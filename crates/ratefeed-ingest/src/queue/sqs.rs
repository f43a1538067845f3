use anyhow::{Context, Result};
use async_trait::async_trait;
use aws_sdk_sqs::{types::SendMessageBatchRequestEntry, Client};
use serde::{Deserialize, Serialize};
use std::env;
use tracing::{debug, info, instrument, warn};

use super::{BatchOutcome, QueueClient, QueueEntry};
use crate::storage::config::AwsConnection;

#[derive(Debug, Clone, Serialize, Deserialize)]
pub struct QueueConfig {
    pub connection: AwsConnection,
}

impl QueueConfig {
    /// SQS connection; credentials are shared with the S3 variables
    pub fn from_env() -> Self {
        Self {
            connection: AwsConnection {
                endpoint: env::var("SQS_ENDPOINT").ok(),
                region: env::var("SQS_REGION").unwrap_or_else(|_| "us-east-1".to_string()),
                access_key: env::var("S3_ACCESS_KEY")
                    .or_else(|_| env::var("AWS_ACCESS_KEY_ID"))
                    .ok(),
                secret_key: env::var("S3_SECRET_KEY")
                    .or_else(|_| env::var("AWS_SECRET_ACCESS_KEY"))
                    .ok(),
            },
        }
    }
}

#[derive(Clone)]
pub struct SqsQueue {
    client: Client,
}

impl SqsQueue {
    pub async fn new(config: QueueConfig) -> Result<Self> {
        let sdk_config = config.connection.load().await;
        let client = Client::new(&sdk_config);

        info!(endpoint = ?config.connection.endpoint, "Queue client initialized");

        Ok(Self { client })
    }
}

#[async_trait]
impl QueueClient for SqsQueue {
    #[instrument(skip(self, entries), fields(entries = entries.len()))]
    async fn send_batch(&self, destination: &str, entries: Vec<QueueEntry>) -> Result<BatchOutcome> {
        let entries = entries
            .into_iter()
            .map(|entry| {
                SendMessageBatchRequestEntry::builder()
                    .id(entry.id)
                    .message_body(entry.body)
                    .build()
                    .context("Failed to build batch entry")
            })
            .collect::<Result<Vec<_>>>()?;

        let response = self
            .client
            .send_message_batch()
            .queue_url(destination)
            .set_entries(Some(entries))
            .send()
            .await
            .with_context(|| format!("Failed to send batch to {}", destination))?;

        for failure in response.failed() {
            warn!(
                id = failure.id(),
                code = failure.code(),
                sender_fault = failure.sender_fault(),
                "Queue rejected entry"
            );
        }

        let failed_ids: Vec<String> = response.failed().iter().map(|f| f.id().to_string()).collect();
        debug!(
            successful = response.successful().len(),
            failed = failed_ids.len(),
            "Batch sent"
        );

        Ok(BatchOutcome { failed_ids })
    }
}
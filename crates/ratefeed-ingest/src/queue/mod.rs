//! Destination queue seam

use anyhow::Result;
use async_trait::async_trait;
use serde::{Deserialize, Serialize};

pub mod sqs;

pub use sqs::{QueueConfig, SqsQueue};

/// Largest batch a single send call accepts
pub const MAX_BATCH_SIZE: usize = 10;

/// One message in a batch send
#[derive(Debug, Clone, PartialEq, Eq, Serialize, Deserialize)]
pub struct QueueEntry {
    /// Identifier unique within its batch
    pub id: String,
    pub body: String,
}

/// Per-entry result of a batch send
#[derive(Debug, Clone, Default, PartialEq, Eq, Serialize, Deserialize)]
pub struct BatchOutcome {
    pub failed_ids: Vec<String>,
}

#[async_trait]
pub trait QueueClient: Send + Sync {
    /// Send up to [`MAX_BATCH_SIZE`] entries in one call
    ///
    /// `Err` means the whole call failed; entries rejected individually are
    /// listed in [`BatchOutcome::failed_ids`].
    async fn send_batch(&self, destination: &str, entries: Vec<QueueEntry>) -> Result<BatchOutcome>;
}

###

Give back exactly the lines from the first line of the records through the line holding "use crate::storage::config::AwsConnection;", including both of those lines and leaving out all others.

* _Result for this exercise_
filename crates/ratefeed-ingest/src/queue/sqs.rs
repository f43a1538067845f3
use anyhow::{Context, Result};
use async_trait::async_trait;
use aws_sdk_sqs::{types::SendMessageBatchRequestEntry, Client};
use serde::{Deserialize, Serialize};
use std::env;
use tracing::{debug, info, instrument, warn};

use super::{BatchOutcome, QueueClient, QueueEntry};
use crate::storage::config::AwsConnection;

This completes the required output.